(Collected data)

▬▬▬▬▬▬

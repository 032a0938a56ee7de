//! Provides the decision stump classifier.
use serde::{Serialize, Deserialize};

use std::fmt;

use crate::{
    Classifier,
    Dataset,
};


/// The struct `StumpClassifier` defines the decision stump class.
/// Given an example `x`, a stump predicts
/// `left_label` if `x[feature_index] < threshold`,
/// and `right_label` otherwise.
#[derive(Debug, Clone, PartialEq, Serialize, Deserialize)]
pub struct StumpClassifier {
    /// The index of the feature used in prediction.
    pub feature_index: usize,

    /// The cut value of the stump.
    pub threshold: f64,

    /// The label predicted below the threshold.
    pub left_label: usize,

    /// The label predicted at or above the threshold.
    pub right_label: usize,

    pub(super) n_classes: usize,
}


impl StumpClassifier {
    /// Returns `true` if the stump predicts the same label everywhere.
    #[inline]
    pub fn is_constant(&self) -> bool {
        self.left_label == self.right_label
    }


    #[inline(always)]
    fn label_of(&self, value: f64) -> usize {
        if value < self.threshold { self.left_label } else { self.right_label }
    }
}


impl Classifier for StumpClassifier {
    fn n_classes(&self) -> usize {
        self.n_classes
    }


    fn predict(&self, example: &[f64]) -> usize {
        self.label_of(example[self.feature_index])
    }


    fn predict_row<D>(&self, data: &D, row: usize) -> usize
        where D: Dataset + ?Sized,
    {
        self.label_of(data.attribute_value(row, self.feature_index))
    }
}


impl fmt::Display for StumpClassifier {
    fn fmt(&self, f: &mut fmt::Formatter<'_>) -> fmt::Result {
        write!(
            f,
            "Stump [feat. {}] x < {} => {}, otherwise {}",
            self.feature_index,
            self.threshold,
            self.left_label,
            self.right_label,
        )
    }
}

▬▬▬▬▬▬

## Task item
Looking at the data above, write out exactly the lines that start at the one containing "self.left_label == self.right_label" and end at the one containing "fn predict(&self, example: &[f64])"; include both and nothing beyond.

## Output of the task
        self.left_label == self.right_label
    }


    #[inline(always)]
    fn label_of(&self, value: f64) -> usize {
        if value < self.threshold { self.left_label } else { self.right_label }
    }
}


impl Classifier for StumpClassifier {
    fn n_classes(&self) -> usize {
        self.n_classes
    }


    fn predict(&self, example: &[f64]) -> usize {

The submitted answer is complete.